Opinion

I’ll Make Sure You Never Pee Again – Funke Egbemode

It was on March 6. I caught a well-dressed man urinating in the drainage at the turning to my house. Already stressed from hours in traffic after attending the 2026 Obafemi Awolowo Foundation Annual Lecture in Ikenne, I wound down my car window and shouted angrily:
“Next time you pee near my house like that, I’ll make sure you never pee again.”
He was shocked.
Even I was shocked at my own words.
How exactly was I going to achieve that? I quickly wound up the window as my driver burst into laughter. But I was genuinely angry. Would he do that in America or Dubai? Somehow, we have convinced ourselves that Nigeria can accommodate every form of indiscipline.
But let’s start from the beginning.
Once upon a time in Lagos, when the sun rose gently and not like a landlord knocking for rent, there was a decree: clean your surroundings… or face the consequences.
This takes us back to 1984, during the era of Muhammadu Buhari and Tunde Idiagbon. Nigeria was struggling with indiscipline—on the roads, in offices, and most visibly, in filthy gutters.
The government responded with a national reset: the War Against Indiscipline (WAI).
One of its most memorable initiatives was the Saturday Environmental Sanitation.

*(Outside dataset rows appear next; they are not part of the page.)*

/// Hydro (and optionally gravity) pair sums for one active particle.
#[allow(clippy::too_many_arguments)]
fn pair_sums<const D: usize>(
    i: usize,
    partners: &[usize],
    parts: &ParticleArrays<D>,
    kern: &KernelTable<D>,
    eos: &EquationOfState,
    params: &ForceParams,
    accum: &mut ForceAccum<D>,
) {
    let inv_h_i = 1.0 / parts.h[i];
    let h_factor_i = inv_h_i.powi(D as i32 + 1);
    let inv_rho_i = 1.0 / parts.rho[i];

    for &j in partners {
        // Owner protocol: i takes the pair when j is later in the array, or
        // when j is inactive (ghosts always are).
        if j == i || (j < i && parts.active[j]) {
            continue;
        }

        let mut dr = vec::sub(&parts.r[j], &parts.r[i]);
        let dv = vec::sub(&parts.v[j], &parts.v[i]);
        let drmag = (vec::dot(&dr, &dr) + SMALL_NUMBER).sqrt();
        let inv_drmag = 1.0 / drmag;
        for k in 0..D {
            dr[k] *= inv_drmag;
        }
        let dvdr = vec::dot(&dv, &dr);

        let inv_h_j = 1.0 / parts.h[j];
        let h_factor_j = inv_h_j.powi(D as i32 + 1);
        let inv_rho_j = 1.0 / parts.rho[j];

        let wkern_i = h_factor_i * kern.w1(drmag * inv_h_i);
        let wkern_j = h_factor_j * kern.w1(drmag * inv_h_j);

        if params.hydro_forces {
            let mut paux = parts.pfactor[i] * wkern_i + parts.pfactor[j] * wkern_j;

            // Dissipation terms, active on approach only.
            if dvdr < 0.0 {
                let winvrho = 0.25 * (wkern_i + wkern_j) * (inv_rho_i + inv_rho_j);

                match params.avisc {
                    ViscosityKind::Mon97 => {
                        // The pure-hydro signal speed carries the alpha
                        // factor inside the beta term; the self-gravity
                        // variant does not (see ComputeSphHydroGravForces
                        // in the grad-h formulation).
                        let vsignal = if params.self_gravity {
                            parts.sound[i] + parts.sound[j] - params.beta_visc * dvdr
                        } else {
                            parts.sound[i] + parts.sound[j]
                                - params.beta_visc * params.alpha_visc * dvdr
                        };
                        paux -= params.alpha_visc * vsignal * dvdr * winvrho;
                        let uaux = 0.5 * params.alpha_visc * vsignal * dvdr * dvdr * winvrho;
                        accum.dudt[i] -= parts.m[j] * uaux;
                        accum.dudt[j] -= parts.m[i] * uaux;
                    }
                    ViscosityKind::Mon97Td => {
                        let alpha_mean = 0.5 * (parts.alpha[i] + parts.alpha[j]);
                        let vsignal = parts.sound[i] + parts.sound[j]
                            - params.beta_visc * alpha_mean * dvdr;
                        paux -= alpha_mean * vsignal * dvdr * winvrho;
                        let uaux = 0.5 * alpha_mean * vsignal * dvdr * dvdr * winvrho;
                        accum.dudt[i] -= parts.m[j] * uaux;
                        accum.dudt[j] -= parts.m[i] * uaux;
                    }
                    ViscosityKind::None => {}
                }

                match params.acond {
                    ConductivityKind::Wadsley2008 => {
                        let uaux = 0.5
                            * dvdr
                            * (parts.u[j] - parts.u[i])
                            * (inv_rho_i * wkern_i + inv_rho_j * wkern_j);
                        accum.dudt[i] += parts.m[j] * uaux;
                        accum.dudt[j] -= parts.m[i] * uaux;
                    }
                    ConductivityKind::Price2008 => {
                        let vsignal = ((pressure_of(parts, i, eos)
                            - pressure_of(parts, j, eos))
                        .abs()
                            * 0.5
                            * (inv_rho_i + inv_rho_j))
                            .sqrt();
                        let du = parts.u[i] - parts.u[j];
                        accum.dudt[i] += 0.5 * parts.m[j] * vsignal * du * winvrho;
                        accum.dudt[j] -= 0.5 * parts.m[i] * vsignal * du * winvrho;
                    }
                    ConductivityKind::None => {}
                }
            }

            for k in 0..D {
                accum.a[i][k] += parts.m[j] * dr[k] * paux;
                accum.a[j][k] -= parts.m[i] * dr[k] * paux;
            }
            accum.div_v[i] -= parts.m[j] * dvdr * wkern_i;
            accum.div_v[j] -= parts.m[i] * dvdr * wkern_j;
        }

        if params.self_gravity {
            // Softened pair gravity with the grad-h correction; exactly
            // Newtonian beyond both kernel supports.
            let paux = 0.5
                * (inv_h_i * inv_h_i * kern.wgrav(drmag * inv_h_i)
                    + (parts.zeta[i] + parts.chi[i]) * wkern_i
                    + inv_h_j * inv_h_j * kern.wgrav(drmag * inv_h_j)
                    + (parts.zeta[j] + parts.chi[j]) * wkern_j);
            let gaux = 0.5
                * (inv_h_i * kern.wpot(drmag * inv_h_i)
                    + inv_h_j * kern.wpot(drmag * inv_h_j));

            for k in 0..D {
                accum.a_grav[i][k] += parts.m[j] * dr[k] * paux;
                accum.a_grav[j][k] -= parts.m[i] * dr[k] * paux;
            }
            accum.gpot[i] += parts.m[j] * gaux;
            accum.gpot[j] += parts.m[i] * gaux;

            if !params.hydro_forces {
                accum.div_v[i] -= parts.m[j] * dvdr * wkern_i;
                accum.div_v[j] -= parts.m[i] * dvdr * wkern_j;
            }
        }

        accum.level_neib[i] = accum.level_neib[i].max(parts.level[j]);
        accum.level_neib[j] = accum.level_neib[j].max(parts.level[i]);
    }
}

This was not a polite suggestion. It was enforced with authority—soldiers, whistles, and stern faces. On the last Saturday of every month, from 7 a.m. to 10 a.m., Nigeria stood still.

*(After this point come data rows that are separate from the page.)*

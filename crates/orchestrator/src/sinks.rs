//! Sink particles: creation at converging potential minima and accretion
//! of surrounding gas.
//!
//! A fluid particle becomes a sink candidate when it is the potential
//! minimum of its neighbourhood, exceeds the threshold density and sits in
//! converging flow.  Creation is atomic: a star particle inherits the
//! candidate's mass and kinematics and the fluid particle is removed.
//!
//! Accretion transfers mass, momentum and internal energy from gas inside
//! the sink radius onto the sink, either a fraction per step scaled by the
//! sink dynamical time (smooth) or whole particles at once (sudden).

use kernel::particle::{ParticleArrays, StarArrays};
use kernel::{vec, SphError};

/// Sink creation and accretion parameters.
#[derive(Debug, Clone, Copy)]
pub struct SinkParams {
    /// Creation density threshold.
    pub rho_sink: f64,
    /// Accretion radius in units of the candidate's smoothing length.
    pub radius_hfac: f64,
    /// Smooth (fractional) or sudden (whole-particle) accretion.
    pub smooth: bool,
}

/// Fraction below which a drained particle is removed outright.
const REMOVAL_FRACTION: f64 = 1.0e-3;

/// Scan for sink candidates and convert them to stars.
///
/// Candidates are processed densest first; a candidate inside an existing
/// or newly created sink radius is skipped.  New stars join the block-step
/// hierarchy at integer time `n` with step `nstep`.  Returns the indices
/// of the created stars.
pub fn search_new_sinks<const D: usize>(
    parts: &mut ParticleArrays<D>,
    stars: &mut StarArrays<D>,
    params: &SinkParams,
    n: u64,
    nstep: u64,
) -> Vec<usize> {
    let mut candidates: Vec<usize> = (0..parts.n_real)
        .filter(|&i| {
            parts.sink_id[i] == -1
                && parts.potmin[i]
                && parts.rho[i] > params.rho_sink
                && parts.div_v[i] < 0.0
        })
        .collect();
    if candidates.is_empty() {
        return Vec::new();
    }
    candidates.sort_by(|&a, &b| parts.rho[b].total_cmp(&parts.rho[a]));

    let mut created = Vec::new();
    let mut consumed = Vec::new();
    for &i in &candidates {
        // Reject candidates already claimed by a sink.
        let claimed = (0..stars.len()).any(|s| {
            stars.radius[s] > 0.0
                && vec::norm(&vec::sub(&parts.r[i], &stars.r[s])) < stars.radius[s]
        });
        if claimed {
            continue;
        }
        let s = stars.push_star(parts.r[i], parts.v[i], parts.m[i], parts.h[i]);
        stars.radius[s] = params.radius_hfac * parts.h[i];
        stars.nlast[s] = n;
        stars.nstep[s] = nstep;
        stars.active[s] = false;
        created.push(s);
        consumed.push(i);
        tracing::info!(
            particle = i,
            star = s,
            rho = parts.rho[i],
            radius = stars.radius[s],
            "sink created"
        );
    }

    if !consumed.is_empty() {
        parts.clear_ghosts();
        consumed.sort_unstable();
        parts.delete_particles(&consumed);
    }
    created
}

/// Accrete gas onto every sink over a step of duration `dt`.
///
/// Mass and momentum move conservatively (centre-of-mass merge); fully
/// drained particles are removed.  Surviving particles inside a sink
/// radius are tagged with the sink id so the h-solver honours the sink
/// interior floor.
pub fn accrete_onto_sinks<const D: usize>(
    parts: &mut ParticleArrays<D>,
    stars: &mut StarArrays<D>,
    params: &SinkParams,
    dt: f64,
) -> Result<(), SphError> {
    let mut removed: Vec<usize> = Vec::new();
    for i in 0..parts.n_real {
        parts.sink_id[i] = -1;
    }

    for s in 0..stars.len() {
        if stars.radius[s] <= 0.0 {
            continue;
        }
        // Sink dynamical timescale sets the smooth drain rate.
        let t_dyn = 2.0 * std::f64::consts::PI
            * (stars.radius[s].powi(3) / stars.m[s]).sqrt();
        let frac = if params.smooth { (dt / t_dyn).min(1.0) } else { 1.0 };

        for i in 0..parts.n_real {
            if removed.contains(&i) {
                continue;
            }
            let dr = vec::sub(&parts.r[i], &stars.r[s]);
            if vec::norm(&dr) >= stars.radius[s] {
                continue;
            }
            parts.sink_id[i] = s as i64;

            let dm = frac * parts.m[i];
            let new_mass = stars.m[s] + dm;
            for k in 0..D {
                stars.r[s][k] = (stars.m[s] * stars.r[s][k] + dm * parts.r[i][k]) / new_mass;
                stars.v[s][k] = (stars.m[s] * stars.v[s][k] + dm * parts.v[i][k]) / new_mass;
                stars.r0[s][k] = stars.r[s][k];
                stars.v0[s][k] = stars.v[s][k];
            }
            stars.m[s] = new_mass;
            parts.m[i] -= dm;

            if !params.smooth || parts.m[i] < REMOVAL_FRACTION * dm.max(parts.m[i] + dm) {
                removed.push(i);
            }
        }
    }

    if !removed.is_empty() {
        tracing::debug!(count = removed.len(), "gas particles accreted");
        parts.clear_ghosts();
        removed.sort_unstable();
        removed.dedup();
        parts.delete_particles(&removed);
    }
    Ok(())
}

#[cfg(test)]
mod tests {
    use super::*;

    fn gas_blob() -> ParticleArrays<3> {
        let mut p = ParticleArrays::<3>::with_capacity(16);
        for i in 0..5 {
            let x = i as f64 * 0.01;
            p.push_particle([x, 0.0, 0.0], [0.0; 3], 1.0, 0.02, 1.0).unwrap();
            p.rho[i] = 10.0;
            p.div_v[i] = -1.0;
        }
        p
    }

    #[test]
    fn candidate_becomes_a_sink() {
        let mut parts = gas_blob();
        let mut stars = StarArrays::<3>::new();
        parts.potmin[2] = true;
        let params = SinkParams { rho_sink: 5.0, radius_hfac: 2.0, smooth: false };

        let created = search_new_sinks(&mut parts, &mut stars, &params, 4, 2);
        assert_eq!(created.len(), 1);
        assert_eq!(parts.n_real, 4, "candidate consumed");
        assert_eq!(stars.len(), 1);
        assert_eq!(stars.m[0], 1.0);
        assert!((stars.radius[0] - 0.04).abs() < 1.0e-12);
        assert_eq!(stars.nlast[0], 4);
    }

    #[test]
    fn no_sink_without_convergence_or_density() {
        let mut parts = gas_blob();
        let mut stars = StarArrays::<3>::new();
        parts.potmin[2] = true;
        parts.div_v[2] = 0.5; // diverging
        let params = SinkParams { rho_sink: 5.0, radius_hfac: 2.0, smooth: false };
        assert!(search_new_sinks(&mut parts, &mut stars, &params, 0, 2).is_empty());

        parts.div_v[2] = -1.0;
        parts.rho[2] = 1.0; // below threshold
        assert!(search_new_sinks(&mut parts, &mut stars, &params, 0, 2).is_empty());
    }

    #[test]
    fn densest_candidate_wins_inside_shared_radius() {
        let mut parts = gas_blob();
        let mut stars = StarArrays::<3>::new();
        parts.potmin[1] = true;
        parts.potmin[2] = true;
        parts.rho[2] = 20.0;
        let params = SinkParams { rho_sink: 5.0, radius_hfac: 2.0, smooth: false };

        let created = search_new_sinks(&mut parts, &mut stars, &params, 0, 2);
        assert_eq!(created.len(), 1, "second candidate inside the first radius skipped");
        // The denser particle (old index 2) became the sink.
        assert!((stars.r[0][0] - 0.02).abs() < 1.0e-12);
    }

    #[test]
    fn sudden_accretion_absorbs_neighbours_conservatively() {
        let mut parts = ParticleArrays::<3>::with_capacity(8);
        parts.push_particle([0.05, 0.0, 0.0], [1.0, 0.0, 0.0], 2.0, 0.02, 1.0).unwrap();
        parts.push_particle([5.0, 0.0, 0.0], [0.0; 3], 1.0, 0.02, 1.0).unwrap();
        let mut stars = StarArrays::<3>::new();
        stars.push_star([0.0; 3], [0.0; 3], 2.0, 0.02);
        stars.radius[0] = 0.1;

        let p_before = parts.m[0] * parts.v[0][0] + stars.m[0] * stars.v[0][0];
        let params = SinkParams { rho_sink: 1.0, radius_hfac: 2.0, smooth: false };
        accrete_onto_sinks(&mut parts, &mut stars, &params, 0.01).unwrap();

        assert_eq!(parts.n_real, 1, "only the distant particle survives");
        assert_eq!(stars.m[0], 4.0);
        let p_after = stars.m[0] * stars.v[0][0];
        assert!(
            (p_after - p_before).abs() < 1.0e-12,
            "momentum not conserved: {p_before} -> {p_after}"
        );
    }

    #[test]
    fn smooth_accretion_drains_gradually() {
        let mut parts = ParticleArrays::<3>::with_capacity(8);
        parts.push_particle([0.05, 0.0, 0.0], [0.0; 3], 1.0, 0.02, 1.0).unwrap();
        let mut stars = StarArrays::<3>::new();
        stars.push_star([0.0; 3], [0.0; 3], 1.0, 0.02);
        stars.radius[0] = 0.1;

        let params = SinkParams { rho_sink: 1.0, radius_hfac: 2.0, smooth: true };
        // Step much shorter than the sink dynamical time.
        let t_dyn = 2.0 * std::f64::consts::PI * (0.1_f64.powi(3) / 1.0).sqrt();
        accrete_onto_sinks(&mut parts, &mut stars, &params, 0.01 * t_dyn).unwrap();

        assert_eq!(parts.n_real, 1, "particle survives smooth accretion");
        assert!((parts.m[0] - 0.99).abs() < 1.0e-12);
        assert!((stars.m[0] - 1.01).abs() < 1.0e-12);
        assert_eq!(parts.sink_id[0], 0, "survivor tagged with its sink");
    }
}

Markets closed. Roads emptied. Movement was restricted.
If you were found outside without a clear reason—or without at least looking like you were cleaning—you risked punishment. People did frog jumps beside gutters while reflecting on their life choices.
But here’s the remarkable part: people actually cleaned.
Families came out together. Children swept reluctantly. Mothers supervised like generals. Fathers suddenly became experts in clearing drains.
Gutters were desilted. Bushes were trimmed. Refuse was gathered.
There was also a sense of community. Neighbours who barely spoke found themselves working together:
“Madam, push it small!”
“Oga, carry that side!”
Sanitation became a shared responsibility—and even a form of social bonding.
Of course, Nigerians still found creative ways to “cope.” Some sprinkled water and disappeared indoors. Others swept the same spot for hours just to appear busy.
Still, it worked.
Over time, with the return of democracy, enforcement weakened. The fear disappeared. And like many good habits, the culture of sanitation gradually faded.
What replaced it?
Refuse lining the streets in black bags. Blocked gutters. Offensive smells. A growing culture of neglect.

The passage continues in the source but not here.